On Tue, 17 May 2011 10:47:52 -0700 (PDT), Dave Hill
wrote:

On May 17, 6:26*pm, Martin Brown
wrote:
On 17/05/2011 16:25, David Rance wrote:

On Tue, 17 May 2011 mogga wrote:


Consider removing earthworms from your garden (some products may be
available from DIY or garden centres)


http://www.oldham.gov.uk/environment...fare/foxes.htm


Isn't that a bad idea?


The person that wrote that obviously knows nothing about gardening.


It is rather funny though. It take it is not an April 1st edition?
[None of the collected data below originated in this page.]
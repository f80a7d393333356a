//! Scan orchestration: frame acquisition, exposure, bulk reads and
//! deinterlacing.
//!
//! A frame goes through film-holder checks, lamp warm-up, carriage homing,
//! a focus sweep, an optional auto-exposure pre-pass, scan-mode and window
//! programming, the streamed bulk read and an in-place deinterlace. The
//! carriage is homed, the LED switched off and the unit released on every
//! exit, successful or not.

use tracing::debug;

use crate::command::{axis, led};
use crate::scsi::holder_type;
use crate::session::{CalEntry, ScanParams, ScanState, Session};
use crate::types::{Result, ScannerError};
use crate::usb::UsbPipe;

/// Frame code for a right-to-left scan
pub const FRAME_R2L: u8 = 0;
/// Frame code for a left-to-right scan
pub const FRAME_L2R: u8 = 1;

/// Carriage offsets for the six frames of a negative strip holder
const NEGATIVE_FRAME_OFFSETS: [u16; 6] = [600, 1080, 1558, 2038, 2516, 2996];
/// Carriage offsets for the four frames of a slide tray
const SLIDE_FRAME_OFFSETS: [u16; 4] = [552, 1330, 2110, 2883];

/// The focus pass sits this far short of the frame offset
const FOCUS_BACKOFF: u16 = 236;
/// Holder move mode used for frame positioning
const HOLDER_MOVE_MODE: u8 = 4;
/// Pixel window of the focus sweep
const FOCUS_WINDOW: (u16, u16) = (500, 3500);
/// Focus runs at the fastest speed: exposure does not matter there
const FOCUS_SPEED: u8 = 4;

/// Minimum cumulative lamp on-time before scanning
const LAMP_WARMUP_SECS: u32 = 15;

/// Native scan resolution in both axes
const SCAN_RESOLUTION: u16 = 4000;
/// Scan window extent in pixels
const SCAN_WIDTH: u32 = 4000;
const SCAN_HEIGHT: u32 = 5904;
/// Vertical resolution of the auto-exposure pre-pass
const PREPASS_Y_RESOLUTION: u16 = 500;

/// Largest single bulk transfer the device accepts
pub(crate) const MAX_BULK_CHUNK: usize = 65536;

// Auto-exposure calibration constants. The pre-pass brings the brightest
// material (99th percentile per channel) to 95% of full scale; gain the
// shutters cannot deliver is folded into the post-scan boost.
const EXPOSURE_PERCENTILE: u64 = 99;
const EXPOSURE_TARGET_NUM: u64 = 95;
const EXPOSURE_TARGET_DEN: u64 = 100;
const EXPOSURE_BOOST_LIMIT: u64 = 4096;
const EXPOSURE_HIST_BINS: usize = 1024;

/// CCD line shift for a given readout density
pub fn shift_for_lpi(lpi: u16) -> u8 {
    match lpi {
        500 => 1,
        1000 => 2,
        2000 => 4,
        4000 => 8,
        // 160 lpi needs no alignment; unknown densities are treated the
        // same rather than guessing a shift
        _ => 0,
    }
}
I wonder if anyone has been daft enough to introduce New Zealand
flatworms into their garden to try and follow this advice.

Regards,
Martin Brown


Watering a solution of Potasium permanganate will bring the worms to
the surface to die, I wonder if it does the sme to New Zealand
flatworms.


I read somewhere a while back that any chemical that kills earthworms
kills flat worms and, unfortunately, vice versa. Jusy killing all your
earthworms won't kill the flatworms as they can live for up to 2 years
without feeding (though they become flatter) and within that time, no
doubt, the normal worms will have found their way back.

What is interesting is that (1990s legislation) if you have NZ
flatworms in your garden it's illegal to allow them to escape from it
unless you can prove you have taken all reasonable measures to prevent
that escape. How the hell do you do that, I wonder?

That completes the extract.